A Ucrânia foi o passo seguinte. Se a presença de ucranianos no campeonato russo nunca se extinguiu, esta transferência chamou mesmo a atenção de todos, levando mesmo o presidente do Comité de Ética da Federação de Futebol Russa, Andrei Sozin, a afirmar a esperança de que este momento pudesse contribuir para a normalização das ligações entre os dois países.

«Espero que tudo corra bem com ele no Chornomorets e que venha a ter a oportunidade de mostrar o seu valor num clube do campeonato russo mais tarde. Nenhuma pessoa na Rússia dirá que se ele foi para a Ucrânia é um traidor ou que não deve voltar a jogar na Rússia».

Vasiliy Pavlov teve um sucesso limitado. «Odessa foi um dos períodos mais felizes da minha vida», garantiu, recordando uma temporada em que marcou seis golos em 25 jogos. Depois, nove meses após a chegada, disse adeus.

«Toda a gente na equipa falava em russo mas depois chegou um novo treinador e começou a falar-se em ucraniano. Ninguém me disse nada mas eu compreendi. Não posso dizer com certeza que fui dispensado por ser russo, até porque houve mais jogadores a sair, mas sei que houve essa alteração», lamentou.

O que se seguiu contrariou as esperanças de Andrei Sozin. Pavlov não só não voltou ao campeonato russo como decidiu terminar a carreira. «Digamos que quem eu queria não me ligou e que quem me ligou eu não estava interessado», explicou.

Com o futebol como parte do passado, Vasiliy entregou-se ao negócio de importação de fruta exótica da América do Sul e da Tailândia para a sua cidade-natal e a outro relacionado com o mercado cambial. «Provavelmente vou ser afetado pela guerra, mas só o tempo dirá. Resta-me esperar pelo melhor, é o melhor conselho que consigo dar.»

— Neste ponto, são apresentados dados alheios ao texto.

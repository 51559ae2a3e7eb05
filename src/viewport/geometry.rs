//! Geometry primitives for pointer routing

use std::ops::{Add, Sub};

/// A point (or delta) in CSS pixels
#[derive(Clone, Copy, Debug, Default, PartialEq)]
pub struct Point {
    pub x: f64,
    pub y: f64,
}

impl Point {
    pub const ZERO: Point = Point { x: 0.0, y: 0.0 };

    pub const fn new(x: f64, y: f64) -> Self {
        Self { x, y }
    }

    /// Multiply each axis by its own factor
    pub fn scale(self, sx: f64, sy: f64) -> Self {
        Self::new(self.x * sx, self.y * sy)
    }
}

impl Add for Point {
    type Output = Point;

    fn add(self, rhs: Point) -> Point {
        Point::new(self.x + rhs.x, self.y + rhs.y)
    }
}

impl Sub for Point {
    type Output = Point;

    fn sub(self, rhs: Point) -> Point {
        Point::new(self.x - rhs.x, self.y - rhs.y)
    }
}

/// Width and height of a box
#[derive(Clone, Copy, Debug, Default, PartialEq)]
pub struct Size {
    pub width: f64,
    pub height: f64,
}

impl Size {
    pub const fn new(width: f64, height: f64) -> Self {
        Self { width, height }
    }
}

/// Ratio of rendered size to layout size along one axis
///
/// Degenerate geometry (zero, negative, or non-finite sizes) falls back to 1.0
/// so a collapsed element still drags instead of producing NaN/∞ offsets.
fn axis_ratio(rendered: f64, layout: f64) -> f64 {
    let ratio = rendered / layout;
    if rendered > 0.0 && layout > 0.0 && ratio.is_finite() {
        ratio
    } else {
        1.0
    }
}

/// Per-axis scale factors converting screen deltas into layout deltas
pub fn scale_ratio(rendered: Size, layout: Size) -> (f64, f64) {
    (
        axis_ratio(rendered.width, layout.width),
        axis_ratio(rendered.height, layout.height),
    )
}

Abertamente contra a guerra e pela paz no mundo, Vasiliy Pavlov mantém-se como o último jogador russo a atuar no campeonato ucraniano. O ex-avançado garante que aconselharia quem lhe perguntasse que valeria a pena a aventura, mas reconhece que pode não ser fácil. «Talvez não queiram russos por lá. Ou talvez sejam os clubes a assumir essa posição. Nem toda a gente é leal aos russos. Acredito que em alguns clubes ucranianos seja mesmo impossível. Além disso, não é qualquer russo que se atreve a ir jogar para a Ucrânia», disse.